The choice is about cardinality.

Effect<A, E, R>  -> produces exactly one A or fails
Stream<A, E, R>  -> produces zero or more A values or fails

Concrete Examples

fn get_user(id: u64) -> Effect<User, DbError, Db>
fn all_users() -> Stream<User, DbError, Db>

fn count_orders() -> Effect<u64, DbError, Db>
fn export_orders() -> Stream<Order, DbError, Db>

If you fetch 10 million rows into a Vec and return it as an Effect, you can run out of memory.
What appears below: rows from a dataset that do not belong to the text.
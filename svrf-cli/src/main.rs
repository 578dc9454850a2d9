//! Command-line interface for svrf
//! Translates SVRF rule decks into ICV runsets and inspects how a deck was understood.
//!
//! Usage:
//!   svrf translate `<path>` [-o `<out>`] [-f icv|json|yaml] [--stdout] [--strict] - Write the translated deck
//!   svrf inspect `<path>` [-f `<transform>`]                             - Tokens, parse result or rule listing
//!   svrf stats `<path>` [--analyze] [--rules all|spacing|width]          - Deck statistics
//!   svrf list-formats                                                  - Output formats and inspect transforms
//!
//! Diagnostics and summaries go to stderr so stdout stays machine-readable.
//! Set RUST_LOG (e.g. RUST_LOG=debug) for pipeline logging.

mod report;
mod transforms;

use clap::{Arg, ArgAction, ArgMatches, Command};
use std::fs;
use std::path::{Path, PathBuf};
use svrf_config::{Loader, SvrfConfig};
use svrf_icv::{FormatRegistry, TranslationSummary};
use svrf_parser::{ParseResult, SourceLoader};

fn build_cli() -> Command {
    Command::new("svrf")
        .version(env!("CARGO_PKG_VERSION"))
        .about("Translate SVRF design-rule decks to ICV")
        .arg_required_else_help(true)
        .arg(
            Arg::new("config")
                .long("config")
                .short('c')
                .global(true)
                .help("Configuration file layered over the built-in defaults"),
        )
        .subcommand(
            Command::new("translate")
                .about("Translate a deck and write the result")
                .arg(
                    Arg::new("path")
                        .help("Path to the SVRF deck")
                        .required(true)
                        .index(1),
                )
                .arg(
                    Arg::new("output")
                        .long("output")
                        .short('o')
                        .help("Output file (default: input path with the format's extension)"),
                )
                .arg(
                    Arg::new("format")
                        .long("format")
                        .short('f')
                        .help("Output format, see list-formats")
                        .default_value("icv"),
                )
                .arg(
                    Arg::new("technology")
                        .long("technology")
                        .help("Technology name for the output header"),
                )
                .arg(
                    Arg::new("process")
                        .long("process")
                        .help("Process node for the output header"),
                )
                .arg(
                    Arg::new("strict")
                        .long("strict")
                        .help("Fail without writing output when the deck has errors")
                        .action(ArgAction::SetTrue),
                )
                .arg(
                    Arg::new("stdout")
                        .long("stdout")
                        .help("Write to stdout instead of a file")
                        .action(ArgAction::SetTrue)
                        .conflicts_with("output"),
                ),
        )
        .subcommand(
            Command::new("inspect")
                .about("Show tokens, the parse result or the classified rules")
                .arg(
                    Arg::new("path")
                        .help("Path to the SVRF deck")
                        .required(true)
                        .index(1),
                )
                .arg(
                    Arg::new("transform")
                        .long("format")
                        .short('f')
                        .help("Inspect transform")
                        .value_parser(transforms::AVAILABLE_TRANSFORMS.to_vec())
                        .default_value("rules"),
                ),
        )
        .subcommand(
            Command::new("stats")
                .about("Print deck statistics")
                .arg(
                    Arg::new("path")
                        .help("Path to the SVRF deck")
                        .required(true)
                        .index(1),
                )
                .arg(
                    Arg::new("analyze")
                        .long("analyze")
                        .help("Also report layers without rules and very restrictive rules")
                        .action(ArgAction::SetTrue),
                )
                .arg(
                    Arg::new("rules")
                        .long("rules")
                        .help("List rules of a kind")
                        .value_parser(["all", "spacing", "width"]),
                ),
        )
        .subcommand(Command::new("list-formats").about("List output formats and inspect transforms"))
}

fn main() {
    env_logger::Builder::from_env(env_logger::Env::default().default_filter_or("warn")).init();

    let matches = build_cli().get_matches();
    let config = load_config(matches.get_one::<String>("config"));

    match matches.subcommand() {
        Some(("translate", sub)) => handle_translate_command(sub, config),
        Some(("inspect", sub)) => handle_inspect_command(sub),
        Some(("stats", sub)) => handle_stats_command(sub, &config),
        Some(("list-formats", _)) => handle_list_formats_command(),
        _ => unreachable!("clap requires a subcommand"),
    }
}

fn load_config(path: Option<&String>) -> SvrfConfig {
    let mut loader = Loader::new();
    if let Some(path) = path {
        loader = loader.with_file(path);
    }
    loader.build().unwrap_or_else(|e| {
        eprintln!("Configuration error: {}", e);
        std::process::exit(1);
    })
}

fn read_source(path: &str) -> SourceLoader {
    SourceLoader::from_path(path).unwrap_or_else(|e| {
        eprintln!("Error: {}", e);
        std::process::exit(1);
    })
}

fn parse_source(path: &str, strict: bool) -> ParseResult {
    let loader = read_source(path);
    let parsed = if strict {
        loader.parse_strict()
    } else {
        loader.parse()
    };
    parsed.unwrap_or_else(|e| {
        eprintln!("Error: {}", e);
        std::process::exit(1);
    })
}

fn handle_translate_command(matches: &ArgMatches, mut config: SvrfConfig) {
    let path = matches
        .get_one::<String>("path")
        .expect("path is required");
    let format = matches
        .get_one::<String>("format")
        .expect("format has a default");
    if let Some(technology) = matches.get_one::<String>("technology") {
        config.translate.technology = technology.clone();
    }
    if let Some(process) = matches.get_one::<String>("process") {
        config.translate.process_node = process.clone();
    }

    let registry = FormatRegistry::with_defaults();
    let output_format = registry.get(format).unwrap_or_else(|e| {
        eprintln!("Error: {}", e);
        eprintln!("Available formats: {}", registry.list_formats().join(", "));
        std::process::exit(1);
    });

    let result = parse_source(path, matches.get_flag("strict"));
    eprint!("{}", report::diagnostics(&result.diagnostics, &config.report));

    let rendered = output_format
        .serialize(&result, &config.translate)
        .unwrap_or_else(|e| {
            eprintln!("Error: {}", e);
            std::process::exit(1);
        });

    if matches.get_flag("stdout") {
        print!("{}", rendered);
    } else {
        let output = matches
            .get_one::<String>("output")
            .map(PathBuf::from)
            .unwrap_or_else(|| default_output_path(path, output_format.extension()));
        if let Err(e) = fs::write(&output, rendered) {
            eprintln!("Error: cannot write {}: {}", output.display(), e);
            std::process::exit(1);
        }
        log::info!("wrote {}", output.display());
        eprintln!("Output written to: {}", output.display());
    }

    let summary = TranslationSummary::from_result(&result);
    if config.report.show_summary {
        eprintln!("{}", summary);
    }
    if config.report.list_manual_rules && summary.manual_rules > 0 {
        eprintln!(
            "Rules needing manual translation: {}",
            summary.manual_rule_names.join(", ")
        );
    }
}

fn default_output_path(input: &str, extension: &str) -> PathBuf {
    let path = Path::new(input);
    let candidate = path.with_extension(extension);
    if candidate == path {
        // keep the input intact when it already has the output extension
        let stem = path
            .file_stem()
            .map(|s| s.to_string_lossy().into_owned())
            .unwrap_or_default();
        return path.with_file_name(format!("{}_icv.{}", stem, extension));
    }
    candidate
}

fn handle_inspect_command(matches: &ArgMatches) {
    let path = matches
        .get_one::<String>("path")
        .expect("path is required");
    let transform = matches
        .get_one::<String>("transform")
        .expect("transform has a default");

    let loader = read_source(path);
    match transforms::execute_transform(loader.source(), transform) {
        Ok(output) => println!("{}", output),
        Err(e) => {
            eprintln!("Error: {}", e);
            std::process::exit(1);
        }
    }
}

fn handle_stats_command(matches: &ArgMatches, config: &SvrfConfig) {
    let path = matches
        .get_one::<String>("path")
        .expect("path is required");
    let result = parse_source(path, false);

    print!("{}", report::statistics(&result.statistics()));

    if let Some(kind) = matches.get_one::<String>("rules") {
        let all: Vec<_> = result.rules.iter().collect();
        let table = match kind.as_str() {
            "spacing" => report::rule_table("Spacing rules", &result.spacing_rules()),
            "width" => report::rule_table("Width rules", &result.width_rules()),
            _ => report::rule_table("Rules", &all),
        };
        print!("{}", table);
    }

    if matches.get_flag("analyze") {
        print!("{}", report::issues(&result.potential_issues()));
    }

    eprint!("{}", report::diagnostics(&result.diagnostics, &config.report));
}

fn handle_list_formats_command() {
    let registry = FormatRegistry::with_defaults();
    println!("Output formats (translate --format):\n");
    for name in registry.list_formats() {
        if let Ok(format) = registry.get(&name) {
            println!("  {:<8} {}", name, format.description());
        }
    }
    println!("\nInspect transforms (inspect --format):\n");
    for name in transforms::AVAILABLE_TRANSFORMS {
        println!("  {}", name);
    }
}

#[cfg(test)]
mod tests {
    use super::*;

    #[test]
    fn test_cli_definition_is_valid() {
        build_cli().debug_assert();
    }

    #[test]
    fn test_default_output_path() {
        assert_eq!(
            default_output_path("decks/m1.svrf", "rs"),
            PathBuf::from("decks/m1.rs")
        );
        assert_eq!(
            default_output_path("decks/m1.rs", "rs"),
            PathBuf::from("decks/m1_icv.rs")
        );
        assert_eq!(default_output_path("deck", "json"), PathBuf::from("deck.json"));
    }
}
A Stream lets consumers process chunks incrementally.

Stream Transformations

all_users()
    .filter(Box::new(|u: &User| u.is_active()))
    .map(UserSummary::from)
    .take(100)

Current element operators include map, filter, take, take_while, drop_while, map_effect, and map_par_n.
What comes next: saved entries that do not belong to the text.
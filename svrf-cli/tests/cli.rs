use assert_cmd::cargo::cargo_bin_cmd;
use predicates::prelude::*;
use std::fs;
use std::path::PathBuf;

fn fixture_path(name: &str) -> PathBuf {
    PathBuf::from(env!("CARGO_MANIFEST_DIR"))
        .join("..")
        .join("svrf-parser")
        .join("tests")
        .join("fixtures")
        .join(name)
}

#[test]
fn translate_to_stdout() {
    let mut cmd = cargo_bin_cmd!("svrf");
    cmd.arg("translate")
        .arg(fixture_path("sample.svrf"))
        .arg("--stdout");

    let output_pred = predicate::str::contains("// ICV DRC rules translated from SVRF")
        .and(predicate::str::contains("run_options {"))
        .and(predicate::str::contains("LAYER M1 = 31;"))
        .and(predicate::str::contains("rule m1_width {"));

    cmd.assert()
        .success()
        .stdout(output_pred)
        .stderr(predicate::str::contains("Coverage:"));
}

#[test]
fn translate_reports_manual_rules() {
    let mut cmd = cargo_bin_cmd!("svrf");
    cmd.arg("translate")
        .arg(fixture_path("sample.svrf"))
        .arg("--stdout");

    cmd.assert()
        .success()
        .stdout(predicate::str::contains("MANUAL TRANSLATION REQUIRED"))
        .stderr(predicate::str::contains(
            "Rules needing manual translation: CUSTOM_CHECK",
        ));
}

#[test]
fn translate_header_overrides() {
    let mut cmd = cargo_bin_cmd!("svrf");
    cmd.arg("translate")
        .arg(fixture_path("sample.svrf"))
        .arg("--stdout")
        .arg("--technology")
        .arg("N7")
        .arg("--process")
        .arg("7nm");

    cmd.assert().success().stdout(
        predicate::str::contains("// Technology: N7")
            .and(predicate::str::contains("// Process Node: 7nm")),
    );
}

#[test]
fn translate_writes_output_file() {
    let dir = tempfile::tempdir().unwrap();
    let out = dir.path().join("deck.rs");

    let mut cmd = cargo_bin_cmd!("svrf");
    cmd.arg("translate")
        .arg(fixture_path("sample.svrf"))
        .arg("-o")
        .arg(&out);

    cmd.assert()
        .success()
        .stderr(predicate::str::contains("Output written to"));

    let written = fs::read_to_string(&out).unwrap();
    assert!(written.starts_with("// ICV DRC rules translated from SVRF"));
}

#[test]
fn translate_default_output_uses_format_extension() {
    let dir = tempfile::tempdir().unwrap();
    let input = dir.path().join("deck.svrf");
    fs::write(&input, "LAYER M1 31\nW { INTERNAL1 M1 < 0.1 }\n").unwrap();

    let mut cmd = cargo_bin_cmd!("svrf");
    cmd.arg("translate").arg(&input).arg("--format").arg("json");
    cmd.assert().success();

    let written = fs::read_to_string(dir.path().join("deck.json")).unwrap();
    let value: serde_json::Value = serde_json::from_str(&written).unwrap();
    assert_eq!(value["rules"][0]["category"]["kind"], "width");
}

#[test]
fn translate_unknown_format_fails() {
    let mut cmd = cargo_bin_cmd!("svrf");
    cmd.arg("translate")
        .arg(fixture_path("sample.svrf"))
        .arg("--format")
        .arg("calibre")
        .arg("--stdout");

    cmd.assert()
        .failure()
        .stderr(predicate::str::contains("Available formats: icv, json, yaml"));
}

#[test]
fn missing_input_fails() {
    let mut cmd = cargo_bin_cmd!("svrf");
    cmd.arg("translate")
        .arg("/nonexistent/deck.svrf")
        .arg("--stdout");

    cmd.assert()
        .failure()
        .code(1)
        .stderr(predicate::str::contains("/nonexistent/deck.svrf"));
}

#[test]
fn config_file_sets_header() {
    let dir = tempfile::tempdir().unwrap();
    let config = dir.path().join("svrf.toml");
    fs::write(&config, "[translate]\ntechnology = \"FinFET\"\n").unwrap();

    let mut cmd = cargo_bin_cmd!("svrf");
    cmd.arg("translate")
        .arg(fixture_path("sample.svrf"))
        .arg("--stdout")
        .arg("--config")
        .arg(&config);

    cmd.assert()
        .success()
        .stdout(predicate::str::contains("// Technology: FinFET"));
}

#[test]
fn inspect_rules_listing() {
    let mut cmd = cargo_bin_cmd!("svrf");
    cmd.arg("inspect").arg(fixture_path("sample.svrf"));

    cmd.assert().success().stdout(
        predicate::str::contains("M1_WIDTH  width  M1  < 0.23")
            .and(predicate::str::contains("CUSTOM_CHECK  unknown")),
    );
}

#[test]
fn inspect_tokens() {
    let mut cmd = cargo_bin_cmd!("svrf");
    cmd.arg("inspect")
        .arg(fixture_path("sample.svrf"))
        .arg("-f")
        .arg("token-simple");

    cmd.assert()
        .success()
        .stdout(predicate::str::contains("Layer LAYER"));
}

#[test]
fn inspect_rejects_unknown_transform() {
    let mut cmd = cargo_bin_cmd!("svrf");
    cmd.arg("inspect")
        .arg(fixture_path("sample.svrf"))
        .arg("-f")
        .arg("html");

    cmd.assert().failure();
}

#[test]
fn stats_with_analysis() {
    let mut cmd = cargo_bin_cmd!("svrf");
    cmd.arg("stats")
        .arg(fixture_path("sample.svrf"))
        .arg("--analyze")
        .arg("--rules")
        .arg("width");

    cmd.assert().success().stdout(
        predicate::str::contains("Layers:")
            .and(predicate::str::contains("Width rules"))
            .and(predicate::str::contains("M1_WIDTH")),
    );
}

#[test]
fn list_formats() {
    let mut cmd = cargo_bin_cmd!("svrf");
    cmd.arg("list-formats");

    cmd.assert().success().stdout(
        predicate::str::contains("icv")
            .and(predicate::str::contains("yaml"))
            .and(predicate::str::contains("token-json")),
    );
}

#[test]
fn translate_strict_rejects_deck_with_errors() {
    let dir = tempfile::tempdir().unwrap();
    let input = dir.path().join("broken.svrf");
    fs::write(&input, "LAYER M1 31\nW { INTERNAL1 M1 < 0.1\n").unwrap();

    let mut cmd = cargo_bin_cmd!("svrf");
    cmd.arg("translate").arg(&input).arg("--stdout");
    cmd.assert()
        .success()
        .stdout(predicate::str::contains("rule w {"));

    let mut cmd = cargo_bin_cmd!("svrf");
    cmd.arg("translate").arg(&input).arg("--stdout").arg("--strict");
    cmd.assert()
        .failure()
        .code(1)
        .stdout(predicate::str::is_empty())
        .stderr(predicate::str::contains("unclosed-block"));
}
Collecting a Stream into an Effect

When all results fit in memory, use run_collect.

let users: Effect<Vec<User>, DbError, Db> = all_users().run_collect();

For large results, prefer a fold or a sink.

let count: Effect<usize, DbError, Db> = all_users().run_fold(0, |acc, _| acc + 1);

Converting Effect to Stream

Stream::from_effect expects an effect that produces a Vec<A>.

use effectful::Stream;

let one_user: Effect<Vec<User>, DbError, Db> = get_user(1).map(|user| vec![user]);
let stream: Stream<User, DbError, Db> = Stream::from_effect(one_user);

For pure finite streams, use Stream::from_iterable.

let numbers = Stream::from_iterable([1, 2, 3]);

The Rule

NeedUse
One resultEffect
Many resultsStream
All stream results in memorystream.run_collect()
Aggregated resultstream.run_fold(init, f) or Sink::fold_left
Custom consumersink.run(stream)